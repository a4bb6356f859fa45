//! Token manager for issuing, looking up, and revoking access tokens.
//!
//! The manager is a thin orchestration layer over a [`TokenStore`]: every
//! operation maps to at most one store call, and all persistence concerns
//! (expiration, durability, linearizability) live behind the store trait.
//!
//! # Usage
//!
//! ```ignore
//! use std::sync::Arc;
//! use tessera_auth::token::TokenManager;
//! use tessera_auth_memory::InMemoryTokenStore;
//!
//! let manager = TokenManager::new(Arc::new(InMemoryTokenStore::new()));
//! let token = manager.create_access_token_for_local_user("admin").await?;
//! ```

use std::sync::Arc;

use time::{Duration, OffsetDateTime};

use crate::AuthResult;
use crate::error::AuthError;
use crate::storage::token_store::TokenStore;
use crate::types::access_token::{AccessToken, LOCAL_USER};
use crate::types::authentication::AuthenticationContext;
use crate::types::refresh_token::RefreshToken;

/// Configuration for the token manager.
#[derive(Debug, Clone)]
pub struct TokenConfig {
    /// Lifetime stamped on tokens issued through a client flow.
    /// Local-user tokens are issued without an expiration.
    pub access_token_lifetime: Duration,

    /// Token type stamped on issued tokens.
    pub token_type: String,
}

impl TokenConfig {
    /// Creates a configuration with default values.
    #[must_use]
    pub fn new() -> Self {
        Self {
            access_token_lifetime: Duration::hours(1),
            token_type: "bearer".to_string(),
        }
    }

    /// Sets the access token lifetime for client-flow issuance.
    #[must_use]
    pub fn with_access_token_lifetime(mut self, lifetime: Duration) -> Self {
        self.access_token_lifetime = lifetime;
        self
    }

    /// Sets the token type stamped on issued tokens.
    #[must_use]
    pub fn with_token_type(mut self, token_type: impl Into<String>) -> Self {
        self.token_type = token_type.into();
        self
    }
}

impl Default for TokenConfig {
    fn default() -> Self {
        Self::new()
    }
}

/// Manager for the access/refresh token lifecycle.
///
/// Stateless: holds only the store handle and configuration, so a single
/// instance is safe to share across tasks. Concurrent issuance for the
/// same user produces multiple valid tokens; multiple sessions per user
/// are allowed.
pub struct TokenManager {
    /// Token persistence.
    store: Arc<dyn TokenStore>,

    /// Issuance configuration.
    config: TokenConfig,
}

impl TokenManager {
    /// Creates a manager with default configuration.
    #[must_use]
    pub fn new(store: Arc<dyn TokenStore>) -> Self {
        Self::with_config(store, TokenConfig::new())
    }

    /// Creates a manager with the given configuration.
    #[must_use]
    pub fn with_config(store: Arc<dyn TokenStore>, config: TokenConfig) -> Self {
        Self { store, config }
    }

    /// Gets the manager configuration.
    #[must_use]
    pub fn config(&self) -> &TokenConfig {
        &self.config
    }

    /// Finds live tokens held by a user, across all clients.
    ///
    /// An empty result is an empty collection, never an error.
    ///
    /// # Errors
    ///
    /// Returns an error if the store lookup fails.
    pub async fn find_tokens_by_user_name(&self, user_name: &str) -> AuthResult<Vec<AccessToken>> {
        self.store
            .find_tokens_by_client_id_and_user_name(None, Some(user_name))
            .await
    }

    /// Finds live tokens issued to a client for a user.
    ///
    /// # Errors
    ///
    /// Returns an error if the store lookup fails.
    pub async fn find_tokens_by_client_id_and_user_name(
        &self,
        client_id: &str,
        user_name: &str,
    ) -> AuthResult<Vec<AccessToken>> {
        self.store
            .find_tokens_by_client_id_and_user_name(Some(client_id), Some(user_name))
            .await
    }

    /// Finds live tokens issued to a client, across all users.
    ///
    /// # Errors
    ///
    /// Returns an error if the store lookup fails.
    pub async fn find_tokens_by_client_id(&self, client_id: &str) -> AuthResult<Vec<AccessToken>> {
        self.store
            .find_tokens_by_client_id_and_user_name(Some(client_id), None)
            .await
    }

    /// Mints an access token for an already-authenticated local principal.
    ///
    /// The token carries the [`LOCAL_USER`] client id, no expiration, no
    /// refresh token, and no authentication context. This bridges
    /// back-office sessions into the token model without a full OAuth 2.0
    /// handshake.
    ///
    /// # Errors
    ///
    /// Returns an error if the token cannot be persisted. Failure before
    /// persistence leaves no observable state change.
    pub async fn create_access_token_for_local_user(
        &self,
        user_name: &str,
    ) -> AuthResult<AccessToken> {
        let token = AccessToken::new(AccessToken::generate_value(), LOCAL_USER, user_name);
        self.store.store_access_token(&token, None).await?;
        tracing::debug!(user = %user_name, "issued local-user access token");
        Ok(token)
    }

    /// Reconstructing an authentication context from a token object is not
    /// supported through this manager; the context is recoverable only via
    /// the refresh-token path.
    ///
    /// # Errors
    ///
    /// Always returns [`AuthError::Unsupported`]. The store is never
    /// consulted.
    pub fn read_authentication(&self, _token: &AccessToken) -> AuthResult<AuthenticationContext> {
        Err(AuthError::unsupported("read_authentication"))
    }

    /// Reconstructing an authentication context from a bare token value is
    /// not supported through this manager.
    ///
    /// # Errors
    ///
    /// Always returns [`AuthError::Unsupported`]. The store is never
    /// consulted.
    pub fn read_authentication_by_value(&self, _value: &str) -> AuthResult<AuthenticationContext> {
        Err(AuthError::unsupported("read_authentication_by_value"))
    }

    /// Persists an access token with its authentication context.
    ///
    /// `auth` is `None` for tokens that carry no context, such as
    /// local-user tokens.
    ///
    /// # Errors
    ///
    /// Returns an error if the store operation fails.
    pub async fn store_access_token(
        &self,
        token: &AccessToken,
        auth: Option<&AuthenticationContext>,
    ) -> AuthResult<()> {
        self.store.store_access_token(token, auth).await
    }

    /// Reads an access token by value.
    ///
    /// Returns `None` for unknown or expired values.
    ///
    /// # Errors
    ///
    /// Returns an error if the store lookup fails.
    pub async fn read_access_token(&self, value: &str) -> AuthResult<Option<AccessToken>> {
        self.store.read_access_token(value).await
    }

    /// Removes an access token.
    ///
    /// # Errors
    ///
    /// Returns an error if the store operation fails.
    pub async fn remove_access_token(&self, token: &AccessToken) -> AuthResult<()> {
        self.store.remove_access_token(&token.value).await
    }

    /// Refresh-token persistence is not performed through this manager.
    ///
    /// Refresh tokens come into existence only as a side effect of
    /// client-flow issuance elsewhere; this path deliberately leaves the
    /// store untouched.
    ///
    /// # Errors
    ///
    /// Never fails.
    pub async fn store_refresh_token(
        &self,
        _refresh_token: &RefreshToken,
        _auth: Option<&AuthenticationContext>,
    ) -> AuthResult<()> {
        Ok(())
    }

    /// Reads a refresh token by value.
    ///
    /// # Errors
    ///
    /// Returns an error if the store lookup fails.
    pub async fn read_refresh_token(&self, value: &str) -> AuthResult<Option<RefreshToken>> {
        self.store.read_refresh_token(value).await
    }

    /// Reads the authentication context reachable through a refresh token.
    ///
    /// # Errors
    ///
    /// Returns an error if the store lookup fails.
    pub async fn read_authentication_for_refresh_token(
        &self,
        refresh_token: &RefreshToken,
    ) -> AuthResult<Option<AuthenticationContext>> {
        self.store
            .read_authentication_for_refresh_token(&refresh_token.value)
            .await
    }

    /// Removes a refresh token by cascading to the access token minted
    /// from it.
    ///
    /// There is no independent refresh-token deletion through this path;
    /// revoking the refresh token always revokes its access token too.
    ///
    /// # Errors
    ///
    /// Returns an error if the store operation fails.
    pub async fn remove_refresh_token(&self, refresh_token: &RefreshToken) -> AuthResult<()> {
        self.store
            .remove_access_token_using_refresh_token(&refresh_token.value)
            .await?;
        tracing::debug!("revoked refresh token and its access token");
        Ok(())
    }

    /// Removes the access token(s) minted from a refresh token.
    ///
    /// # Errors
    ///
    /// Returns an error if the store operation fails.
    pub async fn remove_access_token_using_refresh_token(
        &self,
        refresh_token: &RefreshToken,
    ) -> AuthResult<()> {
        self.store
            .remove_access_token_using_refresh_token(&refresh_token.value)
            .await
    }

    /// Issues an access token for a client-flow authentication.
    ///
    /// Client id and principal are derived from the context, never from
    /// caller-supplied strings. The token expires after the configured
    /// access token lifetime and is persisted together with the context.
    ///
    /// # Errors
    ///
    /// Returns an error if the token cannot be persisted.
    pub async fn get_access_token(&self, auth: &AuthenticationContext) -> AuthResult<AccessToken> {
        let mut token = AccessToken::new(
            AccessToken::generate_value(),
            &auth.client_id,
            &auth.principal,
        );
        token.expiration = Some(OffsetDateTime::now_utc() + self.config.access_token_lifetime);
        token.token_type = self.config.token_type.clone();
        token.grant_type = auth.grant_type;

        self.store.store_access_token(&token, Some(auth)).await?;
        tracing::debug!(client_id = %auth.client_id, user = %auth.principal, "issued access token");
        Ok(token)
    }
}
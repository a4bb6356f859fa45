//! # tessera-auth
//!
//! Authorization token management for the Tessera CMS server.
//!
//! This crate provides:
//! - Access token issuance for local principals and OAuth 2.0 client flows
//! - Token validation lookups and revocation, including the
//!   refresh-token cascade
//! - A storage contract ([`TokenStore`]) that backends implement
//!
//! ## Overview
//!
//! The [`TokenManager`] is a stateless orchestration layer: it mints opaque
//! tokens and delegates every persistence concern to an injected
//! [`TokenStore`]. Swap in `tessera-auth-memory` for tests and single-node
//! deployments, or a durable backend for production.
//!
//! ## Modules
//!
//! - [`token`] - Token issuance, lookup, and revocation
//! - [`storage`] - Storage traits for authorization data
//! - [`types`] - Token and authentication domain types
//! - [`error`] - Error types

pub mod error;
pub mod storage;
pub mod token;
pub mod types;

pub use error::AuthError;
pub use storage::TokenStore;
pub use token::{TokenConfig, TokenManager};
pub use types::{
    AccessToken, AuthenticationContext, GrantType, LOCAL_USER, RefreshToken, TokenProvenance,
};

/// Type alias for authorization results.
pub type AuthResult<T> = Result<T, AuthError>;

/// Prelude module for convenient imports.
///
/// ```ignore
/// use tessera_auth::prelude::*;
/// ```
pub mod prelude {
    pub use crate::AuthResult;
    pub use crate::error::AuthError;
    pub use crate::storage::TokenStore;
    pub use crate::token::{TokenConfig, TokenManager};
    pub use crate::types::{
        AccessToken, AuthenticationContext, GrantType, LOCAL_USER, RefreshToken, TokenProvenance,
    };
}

- - - -

* Aim of the task *
Starting from the top of the records and ending at the line that contains "a client flow.", repeat each line exactly and return only those lines.

* Exercise output *
repository a4bb6356f859fa45
//! Token manager for issuing, looking up, and revoking access tokens.
//!
//! The manager is a thin orchestration layer over a [`TokenStore`]: every
//! operation maps to at most one store call, and all persistence concerns
//! (expiration, durability, linearizability) live behind the store trait.
//!
//! # Usage
//!
//! ```ignore
//! use std::sync::Arc;
//! use tessera_auth::token::TokenManager;
//! use tessera_auth_memory::InMemoryTokenStore;
//!
//! let manager = TokenManager::new(Arc::new(InMemoryTokenStore::new()));
//! let token = manager.create_access_token_for_local_user("admin").await?;
//! ```

use std::sync::Arc;

use time::{Duration, OffsetDateTime};

use crate::AuthResult;
use crate::error::AuthError;
use crate::storage::token_store::TokenStore;
use crate::types::access_token::{AccessToken, LOCAL_USER};
use crate::types::authentication::AuthenticationContext;
use crate::types::refresh_token::RefreshToken;

/// Configuration for the token manager.
#[derive(Debug, Clone)]
pub struct TokenConfig {
    /// Lifetime stamped on tokens issued through a client flow.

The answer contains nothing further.